Leah lays the sickle down and scoops the barley into the hessian sack. She stands and starts making her way back. She is where the wattles swing in close to the path when she hears a noise behind her, she begins to turn, she hears the familiar loud ‘CRACK’ of her Martini Henri rifle, but this time, it is not she firing it, and it is probably one of the last sounds she hears. She falls to the ground, and her hat and bag of barley fall with her. Augustine de Kitchilan stands less than twenty feet away. He slowly lowers his aim, and starts to make plans, hasty plans.

the photo

I didn’t even know I had the photo. I’m getting the dictionary out, but on top of it there’s a pile of papers and large envelopes. I start going through them. They’re family related things Dad gave me; family trees, articles, photocopied documents, that kind of stuff. Then, as I’m turning through the stapled pages—a photo. Its clarity and sharpness is remarkable for a photo of that era—the caption dates it as ‘1922?’ It’s an image of my grandfather at Lake Clifton. He looks quite young; he was quite young. By my calculations—thirty-two. I can recognise myself in him. But his facial features aren’t as sharp as Dad’s or mine—Grandma probably had something to do with that. He is mounted on a particularly large, powerful looking horse. Even through the black and white photo, you can clearly see the exquisite sheen of the horse’s coat. It looks like a very healthy animal at the peak of its prime; both of them do.

the button—part two

Sometimes, out of nowhere, and out of chance, a connection occurs. I upload the photos, and start looking through them, back and forth. I figure the more I look at them, something missing in my story, my stalled story, will reveal itself, and give me direction, inspiration, an idea. I’m doing this for a while, maybe twenty minutes, maybe longer. Then, at one point, I click back one photo too many, and find myself looking at a grainy image of De Kitchilan from one of the old articles. I’d taken a close-up with the phone—added it to the other images connected with the story. He’s standing against a wall, the framing cuts him off at the upper thighs. I’ve been looking at the ruins long enough, so I just leave the image there and lean back.

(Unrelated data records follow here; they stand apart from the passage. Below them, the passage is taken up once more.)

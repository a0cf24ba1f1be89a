// src/cli/mod.rs
//! CLI definitions for spackle
//!
//! This module contains the command-line interface definitions using clap.
//! The command implementations are in the `commands` module.
//!
//! - `install` - Concretize, then build and install spec(s)
//! - `concretize` - Print the resolved graph without building
//! - `uninstall` - Remove an installed spec by hash prefix or spec query
//! - `find` - List installed specs
//! - `completions` - Generate shell completion scripts

use clap::{Parser, Subcommand};
use clap_complete::Shell;
use std::path::PathBuf;

#[derive(Parser)]
#[command(name = "spackle")]
#[command(author = "Spackle Contributors")]
#[command(version)]
#[command(about = "Source-based package manager for HPC software", long_about = None)]
pub struct Cli {
    /// Configuration file (default: $SPACKLE_CONFIG, then the user config dir)
    #[arg(long, global = true, value_name = "PATH")]
    pub config: Option<PathBuf>,

    /// Show debug output
    #[arg(short, long, global = true, conflicts_with = "quiet")]
    pub verbose: bool,

    /// Only show warnings and errors
    #[arg(short, long, global = true)]
    pub quiet: bool,

    #[command(subcommand)]
    pub command: Commands,
}

#[derive(Subcommand)]
pub enum Commands {
    /// Build and install spec(s) and their dependencies
    Install {
        /// Spec strings, e.g. `hdf5@1.14 +mpi ^openmpi`
        #[arg(required = true)]
        specs: Vec<String>,

        /// Parallel builds (default: [build] jobs, or available cores)
        #[arg(short, long)]
        jobs: Option<usize>,

        /// Keep stage directories after successful builds
        #[arg(long)]
        keep_stage: bool,

        /// Show what would be built without building
        #[arg(long)]
        dry_run: bool,

        /// Ignore installed specs when concretizing
        #[arg(long)]
        fresh: bool,
    },

    /// Resolve spec(s) and print the concrete graph
    Concretize {
        #[arg(required = true)]
        specs: Vec<String>,

        /// Show full hashes
        #[arg(short, long)]
        long: bool,

        /// Ignore installed specs when concretizing
        #[arg(long)]
        fresh: bool,
    },

    /// Remove an installed spec
    Uninstall {
        /// `/hashprefix` or a spec query
        query: String,

        /// Also remove everything that depends on it
        #[arg(long)]
        dependents: bool,

        /// Do not ask for confirmation
        #[arg(short, long)]
        yes: bool,
    },

    /// List installed specs
    Find {
        /// Optional spec query
        query: Option<String>,

        /// Only specs installed on request
        #[arg(short, long)]
        explicit: bool,
    },

    /// Generate shell completion scripts
    Completions {
        #[arg(value_enum)]
        shell: Shell,
    },
}

#[cfg(test)]
mod tests {
    use super::*;
    use clap::CommandFactory;

    #[test]
    fn test_cli_definition() {
        Cli::command().debug_assert();
    }

    #[test]
    fn test_parse_install() {
        let cli = Cli::try_parse_from(["spackle", "install", "hdf5+mpi", "-j", "8", "--dry-run"])
            .unwrap();
        match cli.command {
            Commands::Install {
                specs, jobs, dry_run, ..
            } => {
                assert_eq!(specs, vec!["hdf5+mpi"]);
                assert_eq!(jobs, Some(8));
                assert!(dry_run);
            }
            _ => panic!("expected install"),
        }
    }

    #[test]
    fn test_verbose_conflicts_with_quiet() {
        assert!(Cli::try_parse_from(["spackle", "-v", "-q", "find"]).is_err());
    }
}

Then, I notice it. His clothing is drab; featureless—a light coloured long-sleeve shirt, slightly darker trousers. But, on the trousers, there it is—a button. A button that becomes more and more noticeable the longer I look at the image, to the point, where it is all I see. The cogs go to work. Its size is similar, if not exact, to the button in my pantry—probably a rather generic clothing fastener back then. The cogs work a little harder. He’d left his blood-stained trousers at Fisher’s—his Sri Lankan friend—and borrowed another pair. Why? A boy staying at Fisher’s saw De Kitchilan get up during the night, wash his shirt and dry it before the fire. In one article there had been a ground plan of the homestead, showing the configuration of the eight rooms and their purpose. Why not wash the trousers too—wash the blood out? The cogs are approaching warp-speed, white sparks fly, and a localised magnetic field is being generated.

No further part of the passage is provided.